For one thing, it is no longer a ‘little black book’ but an entire library, with even supposedly well-targeted searches on LinkedIn producing many thousands of results.
This naturally begs the question: where should your own company start? Well, firms need to think of not only technology, but also the sociology and psychology that underpin online communities.
With so many different types of social networks now prominent, companies involved in online recruitment think more in terms of communities than they have ever done before.
Successful use of such communities, however, depends not only on asking what the recruiter can gain from one, but also how it can build and retain one of its own. The community of those looking for a job is, after all, in a constant transient state, and even recruiters will routinely dip into such communities rather than being a truly integral part of them.
This is why it’s such a good idea for companies to pay close attention to their permanent online and social media presence, making use of SEO, link building and employer branding to help to ensure a steady source of potential candidates – whether now or in the future – as well as a reputation as an authority in its field.

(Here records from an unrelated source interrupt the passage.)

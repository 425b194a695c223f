//! Domain-level error types.
//!
//! These errors are transport agnostic. Inbound adapters map them to HTTP
//! responses, WebSocket frames, or any other protocol-specific envelope.

use serde::{Deserialize, Serialize};
use serde_json::Value;
use utoipa::ToSchema;

use crate::domain::TraceId;

/// Stable machine-readable error code describing the failure category.
#[derive(Debug, Clone, Copy, PartialEq, Eq, Hash, Serialize, Deserialize, ToSchema)]
#[non_exhaustive]
#[serde(rename_all = "snake_case")]
pub enum ErrorCode {
    /// The request is malformed or fails validation.
    InvalidRequest,
    /// Authentication failed or is missing.
    Unauthorized,
    /// Authenticated but not permitted to perform this action.
    Forbidden,
    /// The requested resource does not exist.
    NotFound,
    /// The request conflicts with the current state of a resource.
    Conflict,
    /// A dependency such as the database is temporarily unavailable.
    ServiceUnavailable,
    /// An unexpected error occurred inside the domain.
    InternalError,
}

/// Domain error payload.
///
/// ## Invariants
/// - `message` must be non-empty once trimmed of whitespace.
///
/// The current [`TraceId`] is captured at construction so adapters can
/// correlate the payload with request logs.
///
/// # Examples
/// ```
/// use mentorship::domain::{Error, ErrorCode};
///
/// let err = Error::not_found("missing");
/// assert_eq!(err.code(), ErrorCode::NotFound);
/// ```
#[derive(Debug, Clone, PartialEq, Serialize, Deserialize, ToSchema)]
#[serde(rename_all = "camelCase")]
#[serde(try_from = "ErrorDto", into = "ErrorDto")]
pub struct Error {
    #[schema(example = "invalid_request")]
    code: ErrorCode,
    #[schema(example = "Something went wrong")]
    message: String,
    #[schema(example = "3fa85f64-5717-4562-b3fc-2c963f66afa6")]
    trace_id: Option<String>,
    details: Option<Value>,
}

/// Validation errors emitted by the constructors.
#[derive(Debug, Clone, PartialEq, Eq, thiserror::Error)]
pub enum ErrorValidationError {
    #[error("error message must not be empty")]
    EmptyMessage,
}

impl Error {
    /// Create a new error.
    ///
    /// Blank messages are replaced with a generic description of the code so
    /// construction never fails at call sites.
    pub fn new(code: ErrorCode, message: impl Into<String>) -> Self {
        match Self::try_new(code, message) {
            Ok(value) => value,
            Err(ErrorValidationError::EmptyMessage) => Self {
                code,
                message: fallback_message(code).to_owned(),
                trace_id: current_trace_id(),
                details: None,
            },
        }
    }

    /// Fallible constructor that validates the message content.
    pub fn try_new(code: ErrorCode, message: impl Into<String>) -> Result<Self, ErrorValidationError> {
        let message = message.into();
        if message.trim().is_empty() {
            return Err(ErrorValidationError::EmptyMessage);
        }
        Ok(Self {
            code,
            message,
            trace_id: current_trace_id(),
            details: None,
        })
    }

    /// Stable machine-readable error code.
    pub fn code(&self) -> ErrorCode {
        self.code
    }

    /// Human-readable message returned to adapters.
    pub fn message(&self) -> &str {
        self.message.as_str()
    }

    /// Correlation identifier captured when the error was raised.
    pub fn trace_id(&self) -> Option<&str> {
        self.trace_id.as_deref()
    }

    /// Supplementary error details for adapters.
    pub fn details(&self) -> Option<&Value> {
        self.details.as_ref()
    }

    /// Attach a trace identifier to the error.
    #[must_use]
    pub fn with_trace_id(mut self, id: impl Into<String>) -> Self {
        self.trace_id = Some(id.into());
        self
    }

    /// Attach structured details to the error.
    ///
    /// # Examples
    /// ```
    /// use mentorship::domain::Error;
    /// use serde_json::json;
    ///
    /// let err = Error::invalid_request("bad").with_details(json!({ "field": "name" }));
    /// assert!(err.details().is_some());
    /// ```
    #[must_use]
    pub fn with_details(mut self, details: Value) -> Self {
        self.details = Some(details);
        self
    }

    /// Convenience constructor for [`ErrorCode::InvalidRequest`].
    pub fn invalid_request(message: impl Into<String>) -> Self {
        Self::new(ErrorCode::InvalidRequest, message)
    }

    /// Convenience constructor for [`ErrorCode::Unauthorized`].
    pub fn unauthorized(message: impl Into<String>) -> Self {
        Self::new(ErrorCode::Unauthorized, message)
    }

    /// Convenience constructor for [`ErrorCode::Forbidden`].
    pub fn forbidden(message: impl Into<String>) -> Self {
        Self::new(ErrorCode::Forbidden, message)
    }

    /// Convenience constructor for [`ErrorCode::NotFound`].
    pub fn not_found(message: impl Into<String>) -> Self {
        Self::new(ErrorCode::NotFound, message)
    }

    /// Convenience constructor for [`ErrorCode::Conflict`].
    pub fn conflict(message: impl Into<String>) -> Self {
        Self::new(ErrorCode::Conflict, message)
    }

    /// Convenience constructor for [`ErrorCode::ServiceUnavailable`].
    pub fn service_unavailable(message: impl Into<String>) -> Self {
        Self::new(ErrorCode::ServiceUnavailable, message)
    }

    /// Convenience constructor for [`ErrorCode::InternalError`].
    pub fn internal(message: impl Into<String>) -> Self {
        Self::new(ErrorCode::InternalError, message)
    }
}

fn current_trace_id() -> Option<String> {
    TraceId::current().map(|id| id.to_string())
}

const fn fallback_message(code: ErrorCode) -> &'static str {
    match code {
        ErrorCode::InvalidRequest => "invalid request",
        ErrorCode::Unauthorized => "unauthorized",
        ErrorCode::Forbidden => "forbidden",
        ErrorCode::NotFound => "not found",
        ErrorCode::Conflict => "conflict",
        ErrorCode::ServiceUnavailable => "service unavailable",
        ErrorCode::InternalError => "internal error",
    }
}

impl std::fmt::Display for Error {
    fn fmt(&self, f: &mut std::fmt::Formatter<'_>) -> std::fmt::Result {
        write!(f, "{}", self.message)
    }
}

impl std::error::Error for Error {}

#[derive(Debug, Clone, Serialize, Deserialize)]
#[serde(rename_all = "camelCase")]
#[serde(deny_unknown_fields)]
struct ErrorDto {
    code: ErrorCode,
    message: String,
    #[serde(default, skip_serializing_if = "Option::is_none", alias = "trace_id")]
    trace_id: Option<String>,
    #[serde(default, skip_serializing_if = "Option::is_none")]
    details: Option<Value>,
}

impl From<Error> for ErrorDto {
    fn from(value: Error) -> Self {
        Self {
            code: value.code,
            message: value.message,
            trace_id: value.trace_id,
            details: value.details,
        }
    }
}

impl TryFrom<ErrorDto> for Error {
    type Error = ErrorValidationError;

    fn try_from(value: ErrorDto) -> Result<Self, Self::Error> {
        let ErrorDto {
            code,
            message,
            trace_id,
            details,
        } = value;

        let mut error = Error::try_new(code, message)?;
        error.trace_id = trace_id;
        error.details = details;
        Ok(error)
    }
}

However, as well as being central to a community, a recruiter should act with decorum and honesty. A growing tendency for less reputable firms to overuse social media platforms like Facebook and Twitter, spamming them, failing to keep a reasonable distance from candidates, being dishonest about their intentions and generally acting like door to door salesmen has only tarnished social media as a candidate source, to the detriment of more ethical rivals.
This simply makes it all the more vital for clients of recruitment firms like Webrecruit (http://www.webrecruit.co.uk) to temper their strategies accordingly, using online communities subtly and intelligently. The very success of recruiters, after all, rests greatly on the skills, experiences and attitudes of their people.